Diese Gräber aus den Jahren 1922-1936 galten dem Andenken an die Betzdorfer Jakob Herz, Ernst Klestadt, Nathan Winter, Minna Heinheimer, Marianne Tobias und Callmann Tobias.

Noch im vergangenen Jahr standen wir mit drei Urenkeln von Callmann Tobias, als sie uns in Betzdorf besuchten, an seinem, an eben diesem jetzt geschändeten Grab. Die Internet-Seite des Friedhofswesens der Verbandsgemeinde Betzdorf-Gebhardshain zeigt als Erkennungsfoto das betroffene Gräberfeld, das unter Denkmalschutz steht. Es sind Gräber von Betzdorfer Jüdinnen und Juden, Gräber von Betzdorfer Bürgerinnen und Bürgern, es ist unser Friedhof.

Die Stadt Betzdorf hat Strafanzeige erstattet. Nach dem Strafgesetzbuch können die „Gemeinschädliche Sachbeschädigung“ und „Störung der Totenruhe“ jeweils mit Freiheitsstrafen von bis zu drei Jahren bestraft werden. Dies ist der Rechtsweg.

Aber es geht um mehr, um viel mehr. “Ruhe sanft” steht auf einigen dieser Grabsteine. Und ja, diese Gräber überstanden erstaunlicherweise sogar die Jahre des Nationalsozialismus mit seinem Judenhass und der Ermordung von Millionen Juden.

Als man Anfang der 1970er Jahre den alten Betzdorfer Friedhof schloss, wurden diese jüdischen Grabstätten an ihren jetzigen Platz auf dem erweiterten neuen Friedhof umgebettet, weil sie uns wichtig sind.

Denn diese Gräber der Betzdorfer Juden stehen auch für das Andenken an ihre Verwandten, an die Betzdorfer Juden, die fliehen mussten, und an die 24 Betzdorfer Juden, die im Holocaust ermordet wurden, und derer wir gedenken, auch mit den Verpflichtungen des NIE WIEDER! Nie wieder Judenhass, nie wieder Diktatur, nie wieder Krieg!

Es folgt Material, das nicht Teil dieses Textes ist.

//! Runtime types: defaults and conformance.
//!
//! Annotations are optional. Where one is present, a value is conformed to
//! it at the point it becomes concrete (thunk forcing, field store, return),
//! which applies the two implicit conversions: `int` to `bool` and `nil` to
//! a nil reference of the annotated struct type.

use ferment_ir::{Name, StringInterner};

use crate::errors::{type_mismatch, EvalError};
use crate::value::{StructRef, Value};

/// A resolved type.
#[derive(Copy, Clone, Debug, PartialEq, Eq, Hash)]
pub enum Type {
    Int,
    Bool,
    Str,
    Nil,
    Void,
    Struct(Name),
}

impl Type {
    /// The value a binding of this type starts with.
    pub fn default_value(self) -> Value {
        match self {
            Type::Int => Value::Int(0),
            Type::Bool => Value::Bool(false),
            Type::Str => Value::string(""),
            Type::Nil | Type::Void => Value::Nil,
            Type::Struct(name) => Value::Struct(StructRef::nil(name)),
        }
    }

    /// Runtime type of a concrete value; `None` for an unforced thunk.
    pub fn of(value: &Value) -> Option<Type> {
        match value {
            Value::Int(_) => Some(Type::Int),
            Value::Bool(_) => Some(Type::Bool),
            Value::Str(_) => Some(Type::Str),
            Value::Nil => Some(Type::Nil),
            Value::Struct(r) => Some(Type::Struct(r.type_name())),
            Value::Thunk(_) => None,
        }
    }

    pub fn name(self, interner: &StringInterner) -> &'static str {
        match self {
            Type::Int => "int",
            Type::Bool => "bool",
            Type::Str => "string",
            Type::Nil => "nil",
            Type::Void => "void",
            Type::Struct(name) => interner.lookup(name),
        }
    }

    /// Check `value` against this type, applying implicit conversions.
    ///
    /// `value` must already be forced.
    pub fn conform(self, value: Value, interner: &StringInterner) -> Result<Value, EvalError> {
        match (self, value) {
            (Type::Int, v @ Value::Int(_))
            | (Type::Bool, v @ Value::Bool(_))
            | (Type::Str, v @ Value::Str(_))
            | (Type::Nil | Type::Void, v @ Value::Nil) => Ok(v),
            (Type::Bool, Value::Int(n)) => Ok(Value::Bool(n != 0)),
            (Type::Struct(name), Value::Nil) => Ok(Value::Struct(StructRef::nil(name))),
            (Type::Struct(name), Value::Struct(r)) if r.type_name() == name => {
                Ok(Value::Struct(r))
            }
            (ty, other) => Err(type_mismatch(
                ty.name(interner),
                &other.type_name(interner),
            )),
        }
    }
}
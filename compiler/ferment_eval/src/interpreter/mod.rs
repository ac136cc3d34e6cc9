//! Tree-walking interpreter.
//!
//! Statements always execute against the live environment. Expressions
//! evaluate against a `Bindings` context: the live environment, or the
//! private capture map of a thunk being forced. Expression evaluation always
//! yields forced values; thunks only appear in binding slots and in the
//! results of user function calls.
//!
//! - `exec`: statements and control flow
//! - `eval`: expressions and operators
//! - `call`: user function calls and built-ins
//! - `lazy`: thunk creation, capture and forcing

mod builder;
mod call;
mod eval;
mod exec;
mod lazy;
mod scope_guard;

use ferment_ir::{ExprArena, Module, Name, Span, StringInterner};

use crate::diagnostics::CallStack;
use crate::environment::Environment;
use crate::errors::{internal_error, missing_main, uncaught_exception, ControlAction, EvalError};
use crate::eval_mode::EvalMode;
use crate::input_handler::SharedInputHandler;
use crate::print_handler::SharedPrintHandler;
use crate::registry::{FunctionRegistry, StructRegistry};
use crate::value::Value;

pub use builder::InterpreterBuilder;
pub(crate) use lazy::Bindings;
pub use scope_guard::{CallFrameGuard, ScopedInterpreter};

/// Pre-interned names the interpreter dispatches on.
#[derive(Clone, Copy, Debug)]
pub(crate) struct BuiltinNames {
    pub main: Name,
    pub print: Name,
    pub inputi: Name,
    pub inputs: Name,
}

impl BuiltinNames {
    fn new(interner: &StringInterner) -> Self {
        BuiltinNames {
            main: interner.intern("main"),
            print: interner.intern("print"),
            inputi: interner.intern("inputi"),
            inputs: interner.intern("inputs"),
        }
    }
}

/// Evaluator for one program.
///
/// Created through [`InterpreterBuilder`]; registries are built by
/// [`Interpreter::run`].
pub struct Interpreter<'a> {
    pub(crate) interner: &'a StringInterner,
    pub(crate) arena: &'a ExprArena,
    pub(crate) structs: StructRegistry,
    pub(crate) functions: FunctionRegistry<'a>,
    pub(crate) env: Environment,
    pub(crate) call_stack: CallStack,
    /// Thunks currently being forced, innermost last.
    pub(crate) force_depth: usize,
    pub(crate) max_force_depth: usize,
    pub(crate) mode: EvalMode,
    pub(crate) print_handler: SharedPrintHandler,
    pub(crate) input_handler: SharedInputHandler,
    pub(crate) names: BuiltinNames,
}

impl<'a> Interpreter<'a> {
    /// Interpreter with the default (`Interpret`) configuration.
    pub fn new(interner: &'a StringInterner, arena: &'a ExprArena) -> Self {
        InterpreterBuilder::new(interner, arena).build()
    }

    pub fn mode(&self) -> EvalMode {
        self.mode
    }

    pub fn print_handler(&self) -> &SharedPrintHandler {
        &self.print_handler
    }

    /// Build the registries for `module` and run its `main`.
    ///
    /// An exception escaping `main` is reported as a fault error.
    #[tracing::instrument(level = "debug", skip_all)]
    pub fn run(&mut self, module: &'a Module) -> Result<(), EvalError> {
        self.structs = StructRegistry::build(module, self.interner)?;
        self.functions = FunctionRegistry::build(module, &self.structs, self.interner)?;
        let main = self
            .functions
            .lookup(self.names.main, 0)
            .ok_or_else(missing_main)?;

        tracing::debug!(mode = ?self.mode, "running main");
        let outcome = self.call_function(&main, Vec::new(), Span::DUMMY);
        let result = match outcome {
            Ok(_) => Ok(()),
            Err(ControlAction::Raise(tag)) => {
                let tag = match &tag {
                    Value::Str(s) => s.to_string(),
                    other => other.type_name(self.interner),
                };
                Err(uncaught_exception(&tag))
            }
            Err(ControlAction::Error(err)) => Err(*err),
            Err(ControlAction::Return(_)) => Err(internal_error("return escaped main")),
        };
        tracing::debug!(ok = result.is_ok(), "main finished");
        result
    }
}
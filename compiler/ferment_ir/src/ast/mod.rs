//! AST node types.
//!
//! Expressions are flat (stored in an [`ExprArena`](crate::ExprArena) and
//! referenced by [`ExprId`](crate::ExprId)); statements and items are
//! owned trees.

mod expr;
mod items;
mod operators;
mod parsed_type;
mod stmt;

pub use expr::{Expr, ExprKind};
pub use items::{FieldDef, Function, Module, Param, StructDef};
pub use operators::{BinaryOp, UnaryOp};
pub use parsed_type::ParsedType;
pub use stmt::{AssignTarget, Block, CatchClause, Stmt, StmtKind};
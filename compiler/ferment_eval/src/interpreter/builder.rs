//! `InterpreterBuilder` for configuring a run.

use super::{BuiltinNames, Interpreter};
use crate::diagnostics::CallStack;
use crate::environment::Environment;
use crate::eval_mode::EvalMode;
use crate::input_handler::{scripted_handler, stdin_handler, SharedInputHandler};
use crate::print_handler::{buffer_handler, stdout_handler, SharedPrintHandler};
use crate::registry::{FunctionRegistry, StructRegistry};
use ferment_ir::{ExprArena, StringInterner};

/// Builder for [`Interpreter`].
///
/// The mode supplies defaults: `Interpret` prints to stdout and reads
/// stdin, `TestRun` captures output in a buffer and starts with no input.
/// Explicit handlers override those defaults.
pub struct InterpreterBuilder<'a> {
    interner: &'a StringInterner,
    arena: &'a ExprArena,
    mode: EvalMode,
    print_handler: Option<SharedPrintHandler>,
    input_handler: Option<SharedInputHandler>,
    max_recursion_depth: Option<usize>,
}

impl<'a> InterpreterBuilder<'a> {
    pub fn new(interner: &'a StringInterner, arena: &'a ExprArena) -> Self {
        Self {
            interner,
            arena,
            mode: EvalMode::default(),
            print_handler: None,
            input_handler: None,
            max_recursion_depth: None,
        }
    }

    #[must_use]
    pub fn mode(mut self, mode: EvalMode) -> Self {
        self.mode = mode;
        self
    }

    /// Destination for `print` and input prompts.
    #[must_use]
    pub fn print_handler(mut self, handler: SharedPrintHandler) -> Self {
        self.print_handler = Some(handler);
        self
    }

    /// Source for `inputi` and `inputs`.
    #[must_use]
    pub fn input_handler(mut self, handler: SharedInputHandler) -> Self {
        self.input_handler = Some(handler);
        self
    }

    /// Override the mode's call-depth limit.
    #[must_use]
    pub fn max_recursion_depth(mut self, depth: usize) -> Self {
        self.max_recursion_depth = Some(depth);
        self
    }

    pub fn build(self) -> Interpreter<'a> {
        let mode = self.mode;
        let print_handler = self.print_handler.unwrap_or_else(|| {
            if mode.captures_output() {
                buffer_handler()
            } else {
                stdout_handler()
            }
        });
        let input_handler = self.input_handler.unwrap_or_else(|| {
            if mode.reads_stdin() {
                stdin_handler()
            } else {
                scripted_handler(Vec::<String>::new())
            }
        });
        let depth = self
            .max_recursion_depth
            .unwrap_or_else(|| mode.max_recursion_depth());

        Interpreter {
            interner: self.interner,
            arena: self.arena,
            structs: StructRegistry::default(),
            functions: FunctionRegistry::default(),
            env: Environment::new(),
            call_stack: CallStack::new(depth),
            force_depth: 0,
            max_force_depth: mode.max_force_depth(),
            mode,
            print_handler,
            input_handler,
            names: BuiltinNames::new(self.interner),
        }
    }
}
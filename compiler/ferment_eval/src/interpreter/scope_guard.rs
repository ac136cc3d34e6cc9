//! RAII guards for environment scopes and call frames.
//!
//! Both guards hold `&mut Interpreter` and deref to it, so code inside a
//! scope uses the interpreter as usual. Dropping the guard pops what it
//! pushed, on every exit path (`return`, `raise`, fatal error, panic).

use std::ops::{Deref, DerefMut};

use super::Interpreter;
use crate::diagnostics::CallFrame;
use crate::errors::EvalError;

/// A block scope; `pop_scope` on drop.
pub struct ScopedInterpreter<'guard, 'interp> {
    interpreter: &'guard mut Interpreter<'interp>,
}

impl Drop for ScopedInterpreter<'_, '_> {
    fn drop(&mut self) {
        self.interpreter.env.pop_scope();
    }
}

impl<'interp> Deref for ScopedInterpreter<'_, 'interp> {
    type Target = Interpreter<'interp>;

    fn deref(&self) -> &Self::Target {
        self.interpreter
    }
}

impl DerefMut for ScopedInterpreter<'_, '_> {
    fn deref_mut(&mut self) -> &mut Self::Target {
        self.interpreter
    }
}

/// A user function activation: an environment frame plus a call stack
/// entry; both popped on drop.
pub struct CallFrameGuard<'guard, 'interp> {
    interpreter: &'guard mut Interpreter<'interp>,
}

impl Drop for CallFrameGuard<'_, '_> {
    fn drop(&mut self) {
        debug_assert_eq!(
            self.interpreter.env.depth(),
            self.interpreter.call_stack.depth(),
            "environment frames out of step with the call stack"
        );
        self.interpreter.env.pop_frame();
        self.interpreter.call_stack.pop();
    }
}

impl<'interp> Deref for CallFrameGuard<'_, 'interp> {
    type Target = Interpreter<'interp>;

    fn deref(&self) -> &Self::Target {
        self.interpreter
    }
}

impl DerefMut for CallFrameGuard<'_, '_> {
    fn deref_mut(&mut self) -> &mut Self::Target {
        self.interpreter
    }
}

impl<'a> Interpreter<'a> {
    /// Push a block scope, popped when the guard drops.
    pub fn scoped(&mut self) -> ScopedInterpreter<'_, 'a> {
        self.env.push_scope();
        ScopedInterpreter { interpreter: self }
    }

    /// Run `f` inside a fresh block scope.
    pub fn with_env_scope<T, F>(&mut self, f: F) -> T
    where
        F: FnOnce(&mut ScopedInterpreter<'_, 'a>) -> T,
    {
        let mut scoped = self.scoped();
        f(&mut scoped)
    }

    /// Enter a user function call.
    ///
    /// Fails without pushing anything if the call-depth limit is reached.
    pub fn enter_call(&mut self, frame: CallFrame) -> Result<CallFrameGuard<'_, 'a>, EvalError> {
        self.call_stack.push(frame)?;
        self.env.push_frame();
        Ok(CallFrameGuard { interpreter: self })
    }
}
//! Destination for `print` output and input prompts.
//!
//! Enum dispatch over a fixed set of handlers: stdout for programs, an
//! in-memory buffer for tests and embedders.

use std::sync::Arc;

use parking_lot::Mutex;

/// Writes lines to stdout.
#[derive(Default)]
pub struct StdoutPrintHandler;

impl StdoutPrintHandler {
    pub fn println(&self, msg: &str) {
        println!("{msg}");
    }
}

/// Captures lines in memory.
#[derive(Default)]
pub struct BufferPrintHandler {
    buffer: Mutex<String>,
}

impl BufferPrintHandler {
    pub fn new() -> Self {
        Self::default()
    }

    pub fn println(&self, msg: &str) {
        let mut buf = self.buffer.lock();
        buf.push_str(msg);
        buf.push('\n');
    }

    pub fn get_output(&self) -> String {
        self.buffer.lock().clone()
    }

    pub fn clear(&self) {
        self.buffer.lock().clear();
    }
}

pub enum PrintHandlerImpl {
    Stdout(StdoutPrintHandler),
    Buffer(BufferPrintHandler),
}

impl PrintHandlerImpl {
    /// Write one line.
    pub fn println(&self, msg: &str) {
        match self {
            Self::Stdout(h) => h.println(msg),
            Self::Buffer(h) => h.println(msg),
        }
    }

    /// Everything captured so far; empty for stdout.
    pub fn get_output(&self) -> String {
        match self {
            Self::Stdout(_) => String::new(),
            Self::Buffer(h) => h.get_output(),
        }
    }

    pub fn clear(&self) {
        match self {
            Self::Stdout(_) => {}
            Self::Buffer(h) => h.clear(),
        }
    }
}

/// Print handler shared between the host and the interpreter.
pub type SharedPrintHandler = Arc<PrintHandlerImpl>;

pub fn stdout_handler() -> SharedPrintHandler {
    Arc::new(PrintHandlerImpl::Stdout(StdoutPrintHandler))
}

pub fn buffer_handler() -> SharedPrintHandler {
    Arc::new(PrintHandlerImpl::Buffer(BufferPrintHandler::new()))
}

Die Zerstörung der Grabstätten ist deshalb nicht nur eine Schändung der Ruhestätten unserer TOTEN, sondern ein Anschlag auf unser demokratisches Selbstverständnis und auf das ZusammenLEBEN in unserer Stadt.

Wir sind bestürzt über diese Tat zielgerichteter und doch so blinder Zerstörungswut. „Warum jetzt, warum hier?“ sind Fragen, die sich in diesen düsteren Zeiten vielleicht selbst beantworten. Aber für uns gibt es keine politische oder religiöse Überzeugung, die eine Rechtfertigung sein könnte für die hasserfüllte Schändung dieser Gräber. Wer solche Grabsteine abbricht, bricht auch mit uns und unserer Gemeinschaft.

Lasst uns, liebe Betzdorfer Bürgerschaft, gemeinsam diesen Anfängen wehren und geschlossen zusammenstehen gegen alle Angriffe auf unser friedliches Zusammenleben. (Quelle VG Betzdorf)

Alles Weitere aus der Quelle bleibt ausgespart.